Must Survive - I thought about that! But at this stage, I think it might be too much. I mean, we haven't even kissed, we were taking things slow. But if some stuff had gone down I probably very likely would. I did that with OW's BF.

Faithful w/ Love - if ONLY dating in NY was as glamorous as it's shown in Sex & The City! The truth is there are a LOT more women then men (200,000+ it's statistically proven) and most of the good men KNOW they are a hot commodity and are picky as hell - because they can be. They can't turn a corner without a woman coming up to them.
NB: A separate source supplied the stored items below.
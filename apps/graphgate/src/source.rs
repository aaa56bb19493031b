//! # Source Resolution
//!
//! Turns one `sourceData` element into the bytes that get written to the
//! store. Inline data passes through; URI sources are fetched.
//!
//! | Scheme          | Transport                                   |
//! |-----------------|---------------------------------------------|
//! | `http`, `https` | GET with the source-fetch timeout, 2xx only |
//! | `file`          | local filesystem                            |
//! | `ftp`           | passive-mode RETR, anonymous unless the URI |
//! |                 | carries credentials, same timeout as http   |
//! | anything else   | rejected as an invalid request              |

use crate::config::TimeoutConfig;
use graphgate_core::{GatewayError, InputType, SourceElement};
use std::fmt;
use std::io::ErrorKind;
use std::time::Duration;
use suppaftp::FtpStream;
use suppaftp::types::FileType;
use url::Url;

const FTP_DEFAULT_PORT: u16 = 21;
const FTP_ANONYMOUS: &str = "anonymous";

/// Fetches the payload of URI-typed source elements.
#[derive(Clone)]
pub struct SourceResolver {
    http: reqwest::Client,
    fetch_timeout: Duration,
}

impl SourceResolver {
    pub fn new(timeouts: &TimeoutConfig) -> Result<Self, GatewayError> {
        let http = reqwest::Client::builder()
            .timeout(timeouts.source_fetch())
            .pool_max_idle_per_host(0)
            .build()
            .map_err(|e| GatewayError::Configuration(format!("HTTP client: {e}")))?;
        Ok(Self {
            http,
            fetch_timeout: timeouts.source_fetch(),
        })
    }

    /// Payload of `source`, fetched if it is URI-typed.
    pub async fn resolve(&self, source: &SourceElement) -> Result<String, GatewayError> {
        match source.input_type {
            InputType::Data => Ok(source.input.clone()),
            InputType::Uri => self.fetch(&source.input).await,
        }
    }

    async fn fetch(&self, location: &str) -> Result<String, GatewayError> {
        let url = Url::parse(location)
            .map_err(|e| GatewayError::InvalidRequest(format!("source URI '{location}': {e}")))?;

        match url.scheme() {
            "http" | "https" => self.fetch_http(url).await,
            "file" => fetch_file(&url).await,
            "ftp" => self.fetch_ftp(url).await,
            other => Err(GatewayError::InvalidRequest(format!(
                "unsupported source URI scheme '{other}'"
            ))),
        }
    }

    async fn fetch_http(&self, url: Url) -> Result<String, GatewayError> {
        let location = url.to_string();
        let resp = self
            .http
            .get(url)
            .send()
            .await
            .map_err(|e| GatewayError::SourceFetch(format!("{location}: {e}")))?;

        let status = resp.status();
        if !status.is_success() {
            return Err(GatewayError::SourceFetch(format!(
                "{location}: server answered {status}"
            )));
        }
        let body = resp
            .text()
            .await
            .map_err(|e| GatewayError::SourceFetch(format!("{location}: {e}")))?;
        tracing::info!("Fetched source {} ({} bytes)", location, body.len());
        Ok(body)
    }

    /// The FTP client is blocking, so it runs on the blocking pool. The whole
    /// exchange is bounded by the source-fetch timeout.
    async fn fetch_ftp(&self, url: Url) -> Result<String, GatewayError> {
        let location = url.to_string();
        let timeout = self.fetch_timeout;
        let task = tokio::task::spawn_blocking(move || retrieve_ftp(&url, timeout));

        let bytes = tokio::time::timeout(timeout, task)
            .await
            .map_err(|_| {
                GatewayError::SourceFetch(format!(
                    "{location}: timed out after {}s",
                    timeout.as_secs()
                ))
            })?
            .map_err(|e| GatewayError::SourceFetch(format!("{location}: {e}")))??;

        let body = String::from_utf8(bytes)
            .map_err(|e| GatewayError::SourceFetch(format!("{location}: not UTF-8: {e}")))?;
        tracing::info!("Fetched source {} ({} bytes)", location, body.len());
        Ok(body)
    }
}

fn ftp_error(url: &Url, err: impl fmt::Display) -> GatewayError {
    GatewayError::SourceFetch(format!("{url}: {err}"))
}

fn retrieve_ftp(url: &Url, timeout: Duration) -> Result<Vec<u8>, GatewayError> {
    let addr = url
        .socket_addrs(|| Some(FTP_DEFAULT_PORT))
        .map_err(|e| ftp_error(url, e))?
        .into_iter()
        .next()
        .ok_or_else(|| ftp_error(url, "host did not resolve"))?;

    let mut ftp = FtpStream::connect_timeout(addr, timeout).map_err(|e| ftp_error(url, e))?;
    ftp.get_ref()
        .set_read_timeout(Some(timeout))
        .map_err(|e| ftp_error(url, e))?;
    ftp.get_ref()
        .set_write_timeout(Some(timeout))
        .map_err(|e| ftp_error(url, e))?;

    let user = match url.username() {
        "" => FTP_ANONYMOUS,
        name => name,
    };
    ftp.login(user, url.password().unwrap_or(FTP_ANONYMOUS))
        .map_err(|e| ftp_error(url, e))?;
    ftp.transfer_type(FileType::Binary)
        .map_err(|e| ftp_error(url, e))?;

    let path = url.path().trim_start_matches('/');
    let data = ftp
        .retr_as_buffer(path)
        .map_err(|e| ftp_error(url, e))?
        .into_inner();

    if let Err(e) = ftp.quit() {
        tracing::debug!("FTP session to {} did not close cleanly: {}", url, e);
    }
    Ok(data)
}

async fn fetch_file(url: &Url) -> Result<String, GatewayError> {
    let path = url
        .to_file_path()
        .map_err(|()| GatewayError::InvalidRequest(format!("not a local file URI: {url}")))?;

    tokio::fs::read_to_string(&path)
        .await
        .map_err(|e| match e.kind() {
            ErrorKind::NotFound => {
                GatewayError::SourceFetch(format!("{}: file does not exist", path.display()))
            }
            ErrorKind::PermissionDenied => {
                GatewayError::SourceFetch(format!("{}: access not permitted", path.display()))
            }
            _ => GatewayError::SourceFetch(format!("{}: {e}", path.display())),
        })
}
It's rough out there for us normal girls. Let's see, some of my examples in the last 2 years:

1) The "I'm in Love With Myself" guy

Brags about what a hot shot he is, thinking it's going to entice you to want him even more. This is usually common among the Wall Street / Finance guys. Loving referred to as Douches by my crew. They believe every woman wants them becuase it' so easy for them to get women & therefore they have an inflated view of themselves. These are also modelizers (modelizers do exist ladies). Went out with a guy who told me all about his Fiji trip with models the entire date - I seriously don't think he asked me one question about myself. NEXT

2) The: New To New York Guy

Basically want you to show them around while they act like a kid in the candy store - these are the men I avoid like the plague - ugh, Im no one's tour guide! Which leads me too:

3) The On Vacation / Business Trip Guy

Usually looking for the fun 'wild' and 'promiscuous' girl to enjoy (because they all think - thanks to Sex & The City - that we're overly sexually liberated powerful cougar type women) Here's a tip guy, I live here, this is Tuesday in my world, not Spring Break. NEXT

4) The "I'm Just Getting Started Guy"

Typically in his mid twenties. New to the city, new to his career, he's like a kid in a candy store, looking to sleep with as many women as possible. Very similar to #1 and aspires to be him.

5) The "Artist"

Also known as "the unemployed" that believes his creativity will help him make it big. He's too soulful for a paycheck. He's looking to live off you - and be forewarned, he smokes a lot of pot.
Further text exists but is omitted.